The plot. Well, the plot involves gangsters, money, real estate, a supposedly dead rock star and one very sought-after painting. The money and the painting pinball back and forth between the who’s who of the British underworld. Everyone is scamming everyone, and none of them actually know what to do to remedy the problem, but all of them are sure they are the ones with the answer. Sound confusing? Don’t worry, it is. But, it is extremely fun to watch as the story jumps around London like a jack rabbit on acid.
When I watch a film for the first time, and plan on writing about it after, I usually take notes. After getting a hand cramp 10 minutes into the film from furiously jotting down who was screwing who, and what was where I decided to give up and have fun watching it all play out.
RocknRolla sports an ensemble cast with actors Gerard Butler (One Two), Mark Strong (Archie), Tom Wilkinson (Lenny), and Thandie Newton (Stella). There’s even a few appearances by Jeremy Piven and Chris “Ludacris” Bridges, who play music producers
It’s fun to watch British actors play gangsters. I don’t know why, but it is. Maybe it’s because they seem to be having so much fun playing them.
Presented in 1080p HD and a 2.4: 1 ratio, RocknRolla has a very stylized look to it. It was filmed digitally, and has been given a noir look. At some points all the color is drained out of the shot to make it appear sepia-toned. This isn’t a bad thing, because the HD handles the soft browns so delicately, they appear rich and smooth.
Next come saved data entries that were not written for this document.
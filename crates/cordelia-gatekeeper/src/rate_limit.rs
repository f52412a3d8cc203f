//! Sliding-window rate limiting per caller identity
//!
//! Process-local only: each server process keeps its own windows, so N
//! processes behind a balancer admit up to N times the configured cap.
//! There is no cross-process coordination.

use crate::GateConfig;
use std::collections::{HashMap, VecDeque};
use std::sync::Mutex;
use std::time::{Duration, Instant};

/// Sliding-window counter keyed by caller identity
///
/// Invariant: after a successful check, an identity's window holds at most
/// `limit` timestamps, all younger than `window`.
#[derive(Debug)]
pub struct RateLimiter {
    limit: usize,
    window: Duration,
    windows: Mutex<HashMap<String, VecDeque<Instant>>>,
}

impl RateLimiter {
    /// Allow `limit` requests per `window` per identity
    pub fn new(limit: usize, window: Duration) -> Self {
        Self {
            limit,
            window,
            windows: Mutex::new(HashMap::new()),
        }
    }

    /// Build from the gate configuration
    pub fn from_config(config: &GateConfig) -> Self {
        Self::new(config.rate_limit_count, config.rate_limit_window())
    }

    /// Requests allowed per window
    pub fn limit(&self) -> usize {
        self.limit
    }

    /// Window width
    pub fn window(&self) -> Duration {
        self.window
    }

    /// Record a request for `identity` now; false if the window is full
    pub fn check(&self, identity: &str) -> bool {
        self.check_at(identity, Instant::now())
    }

    /// Record a request for `identity` at `now`; false if the window is full
    ///
    /// Entries at least `window` old are pruned first. A rejected request
    /// is not recorded.
    pub fn check_at(&self, identity: &str, now: Instant) -> bool {
        let mut windows = self
            .windows
            .lock()
            .unwrap_or_else(|poisoned| poisoned.into_inner());
        let timestamps = windows.entry(identity.to_string()).or_default();

        while let Some(oldest) = timestamps.front() {
            if now.saturating_duration_since(*oldest) >= self.window {
                timestamps.pop_front();
            } else {
                break;
            }
        }

        if timestamps.len() >= self.limit {
            return false;
        }

        timestamps.push_back(now);
        true
    }

    /// Requests currently counted against `identity`
    pub fn in_window(&self, identity: &str) -> usize {
        self.windows
            .lock()
            .unwrap_or_else(|poisoned| poisoned.into_inner())
            .get(identity)
            .map_or(0, VecDeque::len)
    }

    /// Number of identities with a window
    pub fn tracked_identities(&self) -> usize {
        self.windows
            .lock()
            .unwrap_or_else(|poisoned| poisoned.into_inner())
            .len()
    }

    /// Forget every window
    pub fn reset(&self) {
        self.windows
            .lock()
            .unwrap_or_else(|poisoned| poisoned.into_inner())
            .clear();
    }
}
There are numerous shots of the London skyline, which are flawless. It gives you the feeling that you’re flying over the city itself. One of the most stunning examples of quality is when large buildings made completely of brick are shown. Brick is a pain for most films, because just a once over and the aliasing lines appear. Here you can’t detect even the slightest bit of it.
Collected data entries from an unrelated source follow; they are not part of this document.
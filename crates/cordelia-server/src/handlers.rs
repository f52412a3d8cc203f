//! HTTP request handlers for the gate.
//!
//! Maps the gatekeeper's outcomes and errors onto status codes and JSON
//! bodies. The pipeline itself lives in `cordelia_gatekeeper`.

use axum::{
    body::Bytes,
    extract::State,
    http::{HeaderMap, StatusCode},
    response::{IntoResponse, Json, Response},
    routing::{get, post},
    Router as AxumRouter,
};
use cordelia_domain::Verdict;
use cordelia_gatekeeper::{AdmissibilityGate, GateError, GateOutcome, GateRequest};
use cordelia_llm::Lifecycle;
use serde::{Deserialize, Serialize};
use serde_json::json;
use std::sync::Arc;
use std::time::Instant;
use tracing::error;

/// Service version reported in every response
pub const VERSION: &str = "1.0.10-Lagrangian";

/// Header carrying the shared secret
pub const SOVEREIGN_KEY_HEADER: &str = "x-sovereign-key";

const SYSTEM_NAME: &str = "Cordelia Admissibility Gate";

const AVAILABLE_ENDPOINTS: [&str; 4] = ["/", "/pulse", "/sentinel (POST)", "/health"];

/// Shared application state
#[derive(Clone)]
pub struct AppState {
    /// The admissibility gate
    pub gate: Arc<AdmissibilityGate>,
    /// Process start, for uptime
    pub started_at: Instant,
}

impl AppState {
    /// Wrap a gate, starting the uptime clock now
    pub fn new(gate: Arc<AdmissibilityGate>) -> Self {
        Self {
            gate,
            started_at: Instant::now(),
        }
    }
}

/// Health check response
#[derive(Debug, Serialize, Deserialize)]
pub struct HealthCheckResponse {
    /// Always "healthy" while the process serves requests
    pub status: String,
}

/// Rate-limit settings in `/pulse`
#[derive(Debug, Serialize, Deserialize)]
pub struct RateLimitInfo {
    /// Requests allowed per window
    pub count: usize,
    /// Window width in seconds
    pub period_seconds: u64,
    /// Always "process-local"
    pub scope: String,
}

/// Scoring settings in `/pulse`
#[derive(Debug, Serialize, Deserialize)]
pub struct ScoringInfo {
    /// "score" or "review"
    pub mode: String,
    /// Kinetic weight
    pub kinetic_weight: f64,
    /// Potential weight
    pub potential_weight: f64,
}

/// Identity and readiness of one capability
#[derive(Debug, Serialize, Deserialize)]
pub struct CapabilityStatus {
    /// Reported identity
    pub identity: String,
    /// Whether it currently accepts calls
    pub ready: bool,
}

/// Capability readiness in `/pulse`
#[derive(Debug, Serialize, Deserialize)]
pub struct CapabilityInfo {
    /// The generator
    pub generator: CapabilityStatus,
    /// The validator, when one is configured
    pub validator: Option<CapabilityStatus>,
}

/// Pulse (status) response
#[derive(Debug, Serialize, Deserialize)]
pub struct PulseResponse {
    /// "operational", or "degraded" while the generator is not ready
    pub status: String,
    /// Service version
    pub version: String,
    /// Whole seconds since startup
    pub uptime_seconds: u64,
    /// Fixed label
    pub braid_status: String,
    /// Fixed label
    pub substrate: String,
    /// RFC 3339 UTC timestamp
    pub timestamp: String,
    /// Rate-limit settings
    pub rate_limit: RateLimitInfo,
    /// Maximum prompt length in characters
    pub max_prompt_length: usize,
    /// Scoring settings
    pub scoring: ScoringInfo,
    /// Capability readiness
    pub capabilities: CapabilityInfo,
}

/// Decided `/sentinel` response (compliant or intercepted)
#[derive(Debug, Serialize, Deserialize)]
pub struct SentinelResponse {
    /// "compliant" or "intercepted"
    pub status: String,
    /// `TRAJECTORY_ADMISSIBLE` or `TRAJECTORY_BLOCKED`
    pub trajectory_status: String,
    /// Reason code when intercepted
    #[serde(default, skip_serializing_if = "Option::is_none")]
    pub reason: Option<String>,
    /// Human-readable detail when intercepted
    #[serde(default, skip_serializing_if = "Option::is_none")]
    pub message: Option<String>,
    /// `T - V`, 4 decimals
    pub action: f64,
    /// Reported loss, 4 decimals
    pub total_loss: f64,
    /// `T`, 4 decimals
    pub kinetic: f64,
    /// Pipeline wall time
    pub latency_ms: u64,
    /// Released output; only present when compliant
    #[serde(default, skip_serializing_if = "Option::is_none")]
    pub output: Option<String>,
    /// Identity of the deciding component
    pub arbiter: String,
    /// Identity of the generator
    pub navigator: String,
    /// Service version
    pub version: String,
    /// Request correlation id
    pub request_id: String,
}

/// Error response for requests that never reached a verdict
#[derive(Debug, Serialize, Deserialize)]
pub struct ErrorResponse {
    /// "unauthorized", "intercepted" or "error"
    pub status: String,
    /// Reason code, for intercepted requests
    #[serde(default, skip_serializing_if = "Option::is_none")]
    pub reason: Option<String>,
    /// Error message
    pub message: String,
    /// Observed prompt length, for `prompt_too_long`
    #[serde(default, skip_serializing_if = "Option::is_none")]
    pub prompt_length: Option<usize>,
    /// Configured maximum, for `prompt_too_long`
    #[serde(default, skip_serializing_if = "Option::is_none")]
    pub max_length: Option<usize>,
}

/// Application error type
#[derive(Debug)]
pub struct AppError(pub GateError);

impl IntoResponse for AppError {
    fn into_response(self) -> Response {
        let err = self.0;
        let (status, label) = match &err {
            GateError::Unauthorized => (StatusCode::UNAUTHORIZED, "unauthorized"),
            GateError::ServerMisconfigured | GateError::Internal(_) => {
                (StatusCode::INTERNAL_SERVER_ERROR, "error")
            }
            GateError::RateLimited { .. } => (StatusCode::TOO_MANY_REQUESTS, "intercepted"),
            GateError::InvalidPayload(_)
            | GateError::EmptyPrompt
            | GateError::PromptTooLong { .. } => (StatusCode::BAD_REQUEST, "intercepted"),
            GateError::GeneratorUnavailable(_) => (StatusCode::SERVICE_UNAVAILABLE, "intercepted"),
            GateError::ValidationInconclusive(_) => (StatusCode::OK, "intercepted"),
        };

        let reason = match &err {
            GateError::Unauthorized | GateError::ServerMisconfigured | GateError::Internal(_) => None,
            other => Some(other.reason_code().to_string()),
        };

        // Internal detail stays in the logs
        let message = match &err {
            GateError::Internal(_) => "Internal processing error".to_string(),
            other => other.to_string(),
        };

        let (prompt_length, max_length) = match &err {
            GateError::PromptTooLong { length, max } => (Some(*length), Some(*max)),
            _ => (None, None),
        };

        let body = Json(ErrorResponse {
            status: label.to_string(),
            reason,
            message,
            prompt_length,
            max_length,
        });
        (status, body).into_response()
    }
}

impl From<GateError> for AppError {
    fn from(e: GateError) -> Self {
        AppError(e)
    }
}

fn round4(value: f64) -> f64 {
    (value * 10_000.0).round() / 10_000.0
}

impl From<GateOutcome> for SentinelResponse {
    fn from(outcome: GateOutcome) -> Self {
        let GateOutcome {
            request_id,
            verdict,
            latency_ms,
            navigator,
            arbiter,
        } = outcome;

        let score = *verdict.score();
        let (reason, message, output) = match &verdict {
            Verdict::Compliant { output, .. } => (None, None, Some(output.clone())),
            Verdict::Intercepted { reason, .. } => {
                (Some(reason.code().to_string()), Some(reason.detail()), None)
            }
        };

        SentinelResponse {
            status: verdict.status().to_string(),
            trajectory_status: verdict.trajectory_status().as_str().to_string(),
            reason,
            message,
            action: round4(score.action),
            total_loss: round4(verdict.total_loss()),
            kinetic: round4(score.kinetic),
            latency_ms,
            output,
            arbiter,
            navigator,
            version: VERSION.to_string(),
            request_id: request_id.to_string(),
        }
    }
}

/// GET / - System information
async fn root(State(state): State<AppState>) -> Json<serde_json::Value> {
    let gate = &state.gate;
    Json(json!({
        "system": SYSTEM_NAME,
        "version": VERSION,
        "status": "operational",
        "scoring_mode": gate.config().scoring_mode.as_str(),
        "navigator": gate.generator().identity(),
        "arbiter": gate.arbiter_identity(),
        "endpoints": {
            "/health": "Liveness check",
            "/pulse": "Status, limits and capability readiness",
            "/sentinel": "POST - Admissibility gate"
        }
    }))
}

/// GET /health - Liveness check
async fn health_check() -> Json<HealthCheckResponse> {
    Json(HealthCheckResponse {
        status: "healthy".to_string(),
    })
}

/// GET /pulse - Status, configured limits and capability readiness
async fn pulse(State(state): State<AppState>) -> Json<PulseResponse> {
    let gate = &state.gate;
    let config = gate.config();
    let limiter = gate.rate_limiter();

    let generator = CapabilityStatus {
        identity: gate.generator().identity().to_string(),
        ready: gate.generator().is_ready(),
    };
    let validator = gate.validator().map(|v| CapabilityStatus {
        identity: v.identity().to_string(),
        ready: v.is_ready(),
    });

    let status = if generator.ready { "operational" } else { "degraded" };

    Json(PulseResponse {
        status: status.to_string(),
        version: VERSION.to_string(),
        uptime_seconds: state.started_at.elapsed().as_secs(),
        braid_status: "phase-locked".to_string(),
        substrate: "Lagrangian".to_string(),
        timestamp: chrono::Utc::now().to_rfc3339(),
        rate_limit: RateLimitInfo {
            count: limiter.limit(),
            period_seconds: limiter.window().as_secs(),
            scope: "process-local".to_string(),
        },
        max_prompt_length: config.max_prompt_length,
        scoring: ScoringInfo {
            mode: config.scoring_mode.as_str().to_string(),
            kinetic_weight: config.kinetic_weight,
            potential_weight: config.potential_weight,
        },
        capabilities: CapabilityInfo {
            generator,
            validator,
        },
    })
}

/// POST /sentinel - Run a prompt through the gate
///
/// The pipeline runs in its own task so a panic inside a capability
/// surfaces as a 500 instead of tearing down the connection.
async fn sentinel(
    State(state): State<AppState>,
    headers: HeaderMap,
    body: Bytes,
) -> Result<Json<SentinelResponse>, AppError> {
    let credential = headers
        .get(SOVEREIGN_KEY_HEADER)
        .and_then(|value| value.to_str().ok())
        .map(str::to_string);

    let gate = Arc::clone(&state.gate);
    let joined = tokio::spawn(async move {
        gate.evaluate(GateRequest {
            credential: credential.as_deref(),
            body: &body,
        })
        .await
    })
    .await;

    let outcome = match joined {
        Ok(result) => result?,
        Err(e) => {
            error!(error = %e, "Gate pipeline task failed");
            return Err(AppError(GateError::Internal(e.to_string())));
        }
    };

    Ok(Json(SentinelResponse::from(outcome)))
}

/// Fallback - JSON 404
async fn not_found() -> (StatusCode, Json<serde_json::Value>) {
    (
        StatusCode::NOT_FOUND,
        Json(json!({
            "status": "error",
            "message": "Endpoint not found",
            "available_endpoints": AVAILABLE_ENDPOINTS,
        })),
    )
}

/// Create the axum router with all routes
pub fn create_router(state: AppState) -> AxumRouter {
    AxumRouter::new()
        .route("/", get(root))
        .route("/health", get(health_check))
        .route("/pulse", get(pulse))
        .route("/sentinel", post(sentinel))
        .fallback(not_found)
        .with_state(state)
}

#[cfg(test)]
mod tests {
    use super::*;
    use axum::body::Body;
    use axum::http::Request;
    use cordelia_domain::{InterceptReason, ScoreComponents};
    use cordelia_gatekeeper::{AuthGate, GateConfig, RateLimiter};
    use cordelia_llm::StubNavigator;
    use tower::ServiceExt; // for oneshot
    use uuid::Uuid;

    async fn create_test_state() -> AppState {
        let config = GateConfig::default();
        let limiter = Arc::new(RateLimiter::from_config(&config));
        let navigator = Arc::new(StubNavigator::new());
        navigator.initialize().await.unwrap();
        let gate =
            AdmissibilityGate::new(config, AuthGate::new("test-key"), limiter, navigator, None)
                .unwrap();
        AppState::new(Arc::new(gate))
    }

    #[test]
    fn test_round4() {
        assert_eq!(round4(1.234_567), 1.2346);
        assert_eq!(round4(-0.000_04), -0.0);
        assert_eq!(round4(2.0), 2.0);
    }

    #[test]
    fn test_intercepted_response_omits_output() {
        let outcome = GateOutcome {
            request_id: Uuid::nil(),
            verdict: Verdict::Intercepted {
                score: ScoreComponents::zero(),
                total_loss: 1.0,
                reason: InterceptReason::ValidationInconclusive("late".to_string()),
            },
            latency_ms: 3,
            navigator: "N".to_string(),
            arbiter: "A".to_string(),
        };

        let response = SentinelResponse::from(outcome);
        assert_eq!(response.status, "intercepted");
        assert_eq!(response.trajectory_status, "TRAJECTORY_BLOCKED");
        assert_eq!(response.reason.as_deref(), Some("validation_inconclusive"));
        assert!(response.output.is_none());

        let value = serde_json::to_value(&response).unwrap();
        assert!(value.get("output").is_none());
    }

    #[tokio::test]
    async fn test_health_check() {
        let app = create_router(create_test_state().await);

        let request = Request::builder()
            .uri("/health")
            .body(Body::empty())
            .unwrap();

        let response = app.oneshot(request).await.unwrap();
        assert_eq!(response.status(), StatusCode::OK);
    }

    #[tokio::test]
    async fn test_internal_error_hides_detail() {
        let response = AppError(GateError::Internal("secret detail".to_string())).into_response();
        assert_eq!(response.status(), StatusCode::INTERNAL_SERVER_ERROR);

        let body = axum::body::to_bytes(response.into_body(), usize::MAX)
            .await
            .unwrap();
        let error: ErrorResponse = serde_json::from_slice(&body).unwrap();
        assert_eq!(error.status, "error");
        assert_eq!(error.message, "Internal processing error");
    }

    #[tokio::test]
    async fn test_sentinel_compliant() {
        let app = create_router(create_test_state().await);

        let request = Request::builder()
            .method("POST")
            .uri("/sentinel")
            .header("content-type", "application/json")
            .header("X-Sovereign-Key", "test-key")
            .body(Body::from(r#"{"prompt": "Hello"}"#))
            .unwrap();

        let response = app.oneshot(request).await.unwrap();
        assert_eq!(response.status(), StatusCode::OK);
    }
}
The Dolby TrueHD 5.1 sound only adds to the quality of the film. While the dialogue is front heavy, there are still a few moments where the full power of the audio is used. Machine guns, car wrecks, and the upbeat soundtrack sound great and use the rear channels to create that encompassing feeling. My favorite was the hustle and bustle of London itself, though. The rear channels are peppered with the ambiance of downtown London. At times it’s like you’re smack dab in the middle of Piccadilly Square.
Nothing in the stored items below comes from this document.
//! Integration tests for the gate HTTP service

use axum::{
    body::Body,
    http::{Request, StatusCode},
    response::Response,
    Router,
};
use async_trait::async_trait;
use cordelia_gatekeeper::{AdmissibilityGate, AuthGate, GateConfig, RateLimiter, ScoringMode};
use cordelia_llm::{Generator, Lifecycle, LlmError, MockProvider, Proposal, StubNavigator};
use cordelia_server::handlers::{
    create_router, AppState, ErrorResponse, HealthCheckResponse, PulseResponse, SentinelResponse,
    VERSION,
};
use std::sync::Arc;
use tower::ServiceExt; // for oneshot

const KEY: &str = "test-sovereign-key";

/// Generator that crashes mid-proposal
struct PanickingGenerator;

#[async_trait]
impl Lifecycle for PanickingGenerator {
    fn identity(&self) -> &str {
        "PANICKING"
    }

    async fn initialize(&self) -> Result<(), LlmError> {
        Ok(())
    }

    fn is_ready(&self) -> bool {
        true
    }

    async fn shutdown(&self) {}
}

#[async_trait]
impl Generator for PanickingGenerator {
    async fn propose(&self, _prompt: &str) -> Result<Proposal, LlmError> {
        panic!("backend invariant broken: secret detail");
    }
}

/// Helper to create an app around the stub navigator in score mode
async fn create_test_app(config: GateConfig, auth: AuthGate) -> Router {
    let limiter = Arc::new(RateLimiter::from_config(&config));
    let navigator = Arc::new(StubNavigator::new());
    navigator.initialize().await.unwrap();

    let gate = AdmissibilityGate::new(config, auth, limiter, navigator, None).unwrap();
    create_router(AppState::new(Arc::new(gate)))
}

async fn default_app() -> Router {
    create_test_app(GateConfig::default(), AuthGate::new(KEY)).await
}

fn review_app(validator_reply: &str) -> Router {
    let config = GateConfig {
        scoring_mode: ScoringMode::Review,
        ..GateConfig::default()
    };
    let limiter = Arc::new(RateLimiter::from_config(&config));
    let gate = AdmissibilityGate::new(
        config,
        AuthGate::new(KEY),
        limiter,
        Arc::new(MockProvider::new("candidate text")),
        Some(Arc::new(MockProvider::new(validator_reply))),
    )
    .unwrap();
    create_router(AppState::new(Arc::new(gate)))
}

fn sentinel(key: Option<&str>, body: impl Into<Body>) -> Request<Body> {
    let mut builder = Request::builder()
        .method("POST")
        .uri("/sentinel")
        .header("content-type", "application/json");
    if let Some(key) = key {
        builder = builder.header("X-Sovereign-Key", key);
    }
    builder.body(body.into()).unwrap()
}

fn prompt(text: &str) -> String {
    serde_json::json!({ "prompt": text }).to_string()
}

async fn json<T: serde::de::DeserializeOwned>(response: Response) -> T {
    let body = axum::body::to_bytes(response.into_body(), usize::MAX)
        .await
        .unwrap();
    serde_json::from_slice(&body).unwrap()
}

#[tokio::test]
async fn test_health_check_endpoint() {
    let request = Request::builder()
        .method("GET")
        .uri("/health")
        .body(Body::empty())
        .unwrap();

    let response = default_app().await.oneshot(request).await.unwrap();
    assert_eq!(response.status(), StatusCode::OK);

    let health: HealthCheckResponse = json(response).await;
    assert_eq!(health.status, "healthy");
}

#[tokio::test]
async fn test_pulse_endpoint() {
    let request = Request::builder()
        .uri("/pulse")
        .body(Body::empty())
        .unwrap();

    let response = default_app().await.oneshot(request).await.unwrap();
    assert_eq!(response.status(), StatusCode::OK);

    let pulse: PulseResponse = json(response).await;
    assert_eq!(pulse.status, "operational");
    assert_eq!(pulse.version, VERSION);
    assert_eq!(pulse.braid_status, "phase-locked");
    assert_eq!(pulse.substrate, "Lagrangian");
    assert_eq!(pulse.rate_limit.count, 10);
    assert_eq!(pulse.rate_limit.period_seconds, 60);
    assert_eq!(pulse.rate_limit.scope, "process-local");
    assert_eq!(pulse.max_prompt_length, 2048);
    assert_eq!(pulse.scoring.mode, "score");
    assert!(pulse.capabilities.generator.ready);
    assert!(pulse.capabilities.validator.is_none());
    assert!(chrono::DateTime::parse_from_rfc3339(&pulse.timestamp).is_ok());
}

#[tokio::test]
async fn test_root_and_not_found() {
    let app = default_app().await;

    let request = Request::builder().uri("/").body(Body::empty()).unwrap();
    let response = app.clone().oneshot(request).await.unwrap();
    assert_eq!(response.status(), StatusCode::OK);
    let root: serde_json::Value = json(response).await;
    assert_eq!(root["version"], VERSION);
    assert_eq!(root["navigator"], "NAVIGATOR_LAG_v1");

    let request = Request::builder()
        .uri("/nonexistent")
        .body(Body::empty())
        .unwrap();
    let response = app.oneshot(request).await.unwrap();
    assert_eq!(response.status(), StatusCode::NOT_FOUND);
    let missing: serde_json::Value = json(response).await;
    assert_eq!(missing["status"], "error");
    assert!(missing["available_endpoints"].is_array());
}

#[tokio::test]
async fn test_sentinel_compliant() {
    let response = default_app()
        .await
        .oneshot(sentinel(Some(KEY), prompt("Hello")))
        .await
        .unwrap();
    assert_eq!(response.status(), StatusCode::OK);

    let result: SentinelResponse = json(response).await;
    assert_eq!(result.status, "compliant");
    assert_eq!(result.trajectory_status, "TRAJECTORY_ADMISSIBLE");
    assert!(result.action >= 0.0);
    assert!(result.output.unwrap().starts_with("VISION_OUTPUT: Hello"));
    assert_eq!(result.arbiter, "CORDELIA_ARBITER_LAG_v1");
    assert_eq!(result.navigator, "NAVIGATOR_LAG_v1");
    assert_eq!(result.version, VERSION);
    assert!(!result.request_id.is_empty());
}

#[tokio::test]
async fn test_sentinel_email_intercepted() {
    let response = default_app()
        .await
        .oneshot(sentinel(Some(KEY), prompt("contact me at user@domain.com")))
        .await
        .unwrap();
    assert_eq!(response.status(), StatusCode::OK);

    let body: serde_json::Value = json(response).await;
    assert_eq!(body["status"], "intercepted");
    assert_eq!(body["trajectory_status"], "TRAJECTORY_BLOCKED");
    assert_eq!(body["reason"], "action_threshold_violation");
    assert!(body["action"].as_f64().unwrap() < 0.0);
    assert!(body.get("output").is_none());
}

#[tokio::test]
async fn test_sentinel_unauthorized() {
    let app = default_app().await;

    for key in [None, Some("wrong-key")] {
        let response = app
            .clone()
            .oneshot(sentinel(key, prompt("Hello")))
            .await
            .unwrap();
        assert_eq!(response.status(), StatusCode::UNAUTHORIZED);

        let error: ErrorResponse = json(response).await;
        assert_eq!(error.status, "unauthorized");
        assert_eq!(error.message, "Invalid or missing X-Sovereign-Key header");
    }
}

#[tokio::test]
async fn test_sentinel_without_configured_key() {
    let app = create_test_app(GateConfig::default(), AuthGate::unconfigured()).await;
    let response = app
        .oneshot(sentinel(Some("anything"), prompt("Hello")))
        .await
        .unwrap();
    assert_eq!(response.status(), StatusCode::INTERNAL_SERVER_ERROR);

    let error: ErrorResponse = json(response).await;
    assert_eq!(error.status, "error");
    assert_eq!(
        error.message,
        "Server configuration error: ARCHITECT_KEY not set"
    );
}

#[tokio::test]
async fn test_sentinel_bad_payloads() {
    let app = default_app().await;

    let cases = [
        ("not json".to_string(), "invalid_payload"),
        ("{}".to_string(), "empty_prompt"),
        (prompt(""), "empty_prompt"),
        (r#"{"prompt": 7}"#.to_string(), "invalid_payload"),
    ];
    for (body, reason) in cases {
        let response = app.clone().oneshot(sentinel(Some(KEY), body)).await.unwrap();
        assert_eq!(response.status(), StatusCode::BAD_REQUEST);

        let error: ErrorResponse = json(response).await;
        assert_eq!(error.status, "intercepted");
        assert_eq!(error.reason.as_deref(), Some(reason));
    }
}

#[tokio::test]
async fn test_sentinel_prompt_length_boundary() {
    let app = default_app().await;

    let response = app
        .clone()
        .oneshot(sentinel(Some(KEY), prompt(&"a".repeat(2048))))
        .await
        .unwrap();
    assert_eq!(response.status(), StatusCode::OK);

    let response = app
        .oneshot(sentinel(Some(KEY), prompt(&"a".repeat(2049))))
        .await
        .unwrap();
    assert_eq!(response.status(), StatusCode::BAD_REQUEST);

    let error: ErrorResponse = json(response).await;
    assert_eq!(error.reason.as_deref(), Some("prompt_too_long"));
    assert_eq!(error.prompt_length, Some(2049));
    assert_eq!(error.max_length, Some(2048));
}

#[tokio::test]
async fn test_sentinel_rate_limit() {
    let app = default_app().await;

    for _ in 0..10 {
        let response = app
            .clone()
            .oneshot(sentinel(Some(KEY), prompt("Hello")))
            .await
            .unwrap();
        assert_eq!(response.status(), StatusCode::OK);
    }

    let response = app
        .oneshot(sentinel(Some(KEY), prompt("Hello")))
        .await
        .unwrap();
    assert_eq!(response.status(), StatusCode::TOO_MANY_REQUESTS);

    let error: ErrorResponse = json(response).await;
    assert_eq!(error.status, "intercepted");
    assert_eq!(error.reason.as_deref(), Some("rate_limit_exceeded"));
    assert_eq!(error.message, "Maximum 10 requests per 60 seconds exceeded");
}

#[tokio::test]
async fn test_sentinel_generator_offline() {
    let config = GateConfig::default();
    let limiter = Arc::new(RateLimiter::from_config(&config));
    // Never initialized
    let navigator = Arc::new(StubNavigator::new());
    let gate = AdmissibilityGate::new(config, AuthGate::new(KEY), limiter, navigator, None).unwrap();
    let app = create_router(AppState::new(Arc::new(gate)));

    let response = app
        .oneshot(sentinel(Some(KEY), prompt("Hello")))
        .await
        .unwrap();
    assert_eq!(response.status(), StatusCode::SERVICE_UNAVAILABLE);

    let error: ErrorResponse = json(response).await;
    assert_eq!(error.reason.as_deref(), Some("generator_unavailable"));
}

#[tokio::test]
async fn test_sentinel_review_admits() {
    let reply = r#"{"admissible": true, "status": "TRAJECTORY_ADMISSIBLE", "action_loss": 0.00231, "violation": null}"#;
    let response = review_app(reply)
        .oneshot(sentinel(Some(KEY), prompt("Hello")))
        .await
        .unwrap();
    assert_eq!(response.status(), StatusCode::OK);

    let result: SentinelResponse = json(response).await;
    assert_eq!(result.status, "compliant");
    assert_eq!(result.total_loss, 0.0023);
    assert_eq!(result.output.as_deref(), Some("candidate text"));
    assert_eq!(result.arbiter, "MOCK_PROVIDER");
}

#[tokio::test]
async fn test_sentinel_review_malformed_reply_is_intercepted() {
    let response = review_app("Sure, that looks admissible to me.")
        .oneshot(sentinel(Some(KEY), prompt("Hello")))
        .await
        .unwrap();
    assert_eq!(response.status(), StatusCode::OK);

    let result: SentinelResponse = json(response).await;
    assert_eq!(result.status, "intercepted");
    assert_eq!(result.reason.as_deref(), Some("validation_inconclusive"));
    assert_eq!(result.total_loss, 1.0);
    assert!(result.output.is_none());
}

#[tokio::test]
async fn test_sentinel_review_blocks() {
    let reply = r#"{"admissible": false, "status": "TRAJECTORY_BLOCKED", "action_loss": 4.7831, "violation": "PII exposure"}"#;
    let response = review_app(reply)
        .oneshot(sentinel(Some(KEY), prompt("Hello")))
        .await
        .unwrap();

    let result: SentinelResponse = json(response).await;
    assert_eq!(result.status, "intercepted");
    assert_eq!(result.reason.as_deref(), Some("axiom_violation"));
    assert_eq!(result.message.as_deref(), Some("Axiom violation detected: PII exposure"));
}

#[tokio::test]
async fn test_sentinel_generator_panic_is_internal_error() {
    let config = GateConfig::default();
    let limiter = Arc::new(RateLimiter::from_config(&config));
    let gate = AdmissibilityGate::new(
        config,
        AuthGate::new(KEY),
        limiter,
        Arc::new(PanickingGenerator),
        None,
    )
    .unwrap();
    let app = create_router(AppState::new(Arc::new(gate)));

    let response = app
        .oneshot(sentinel(Some(KEY), prompt("Hello")))
        .await
        .unwrap();
    assert_eq!(response.status(), StatusCode::INTERNAL_SERVER_ERROR);

    let body: serde_json::Value = json(response).await;
    assert_eq!(
        body,
        serde_json::json!({"status": "error", "message": "Internal processing error"})
    );
}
The special features here are disappointing to say the least. One deleted scene, two extremely short featurettes and one commentary. That’s it.
The deleted scene features Gerard Butler, who plays One Two, running on a treadmill. It’s a slow scene, and you can see why it was removed from the film. With all the exposition going on in it, the scene felt like it was lifted from Revolver. It’s presented in widescreen, but not HD.
Both of the featurettes are presented in HD. The first featurette is called “Blokes, Birds and Backhanders: Inside RocknRolla.” This is mostly just a recap of the film. It’s actually a good starting point though. It’s very light on the spoilers, but helps you piece together the insane plot, which I’ve already mentioned is a beast to handle at times.
The other featurette is only 8 minutes and is called “Guy’s Town: The Director Reflects on His Fanscination with Ever-Evolving London.” This is more of a location scouting extra than anything else. It tells the story of how London is always changing and evolving. It’s interesting to see where some of the scenes were filmed, because I’ve been to some of those places, but overall this feature is too short. And at a paltry eight minutes it even copy and pastes some of the same footage from “Blokes, Birds and Backhanders.”
The commentary features Ritchie and Strong. They have a some good chemistry together and dryly joke around with each other in the first half of the film. Much of the information given by Ritchie is about the shooting locations of each scene. The commentary really starts to drag when Ritchie begins repeat lines of dialogue along with the characters. It gets really annoying at times, and makes him seem bored and uninterested.
A digital copy of the film is also included.
Ritchie fans of old, it is now okay to come out and once again embrace your beloved director. RocknRolla is a step in the right direction for him, and I was pleasantly teased by the possibility of a second RocknRolla, which is mentioned in the credits.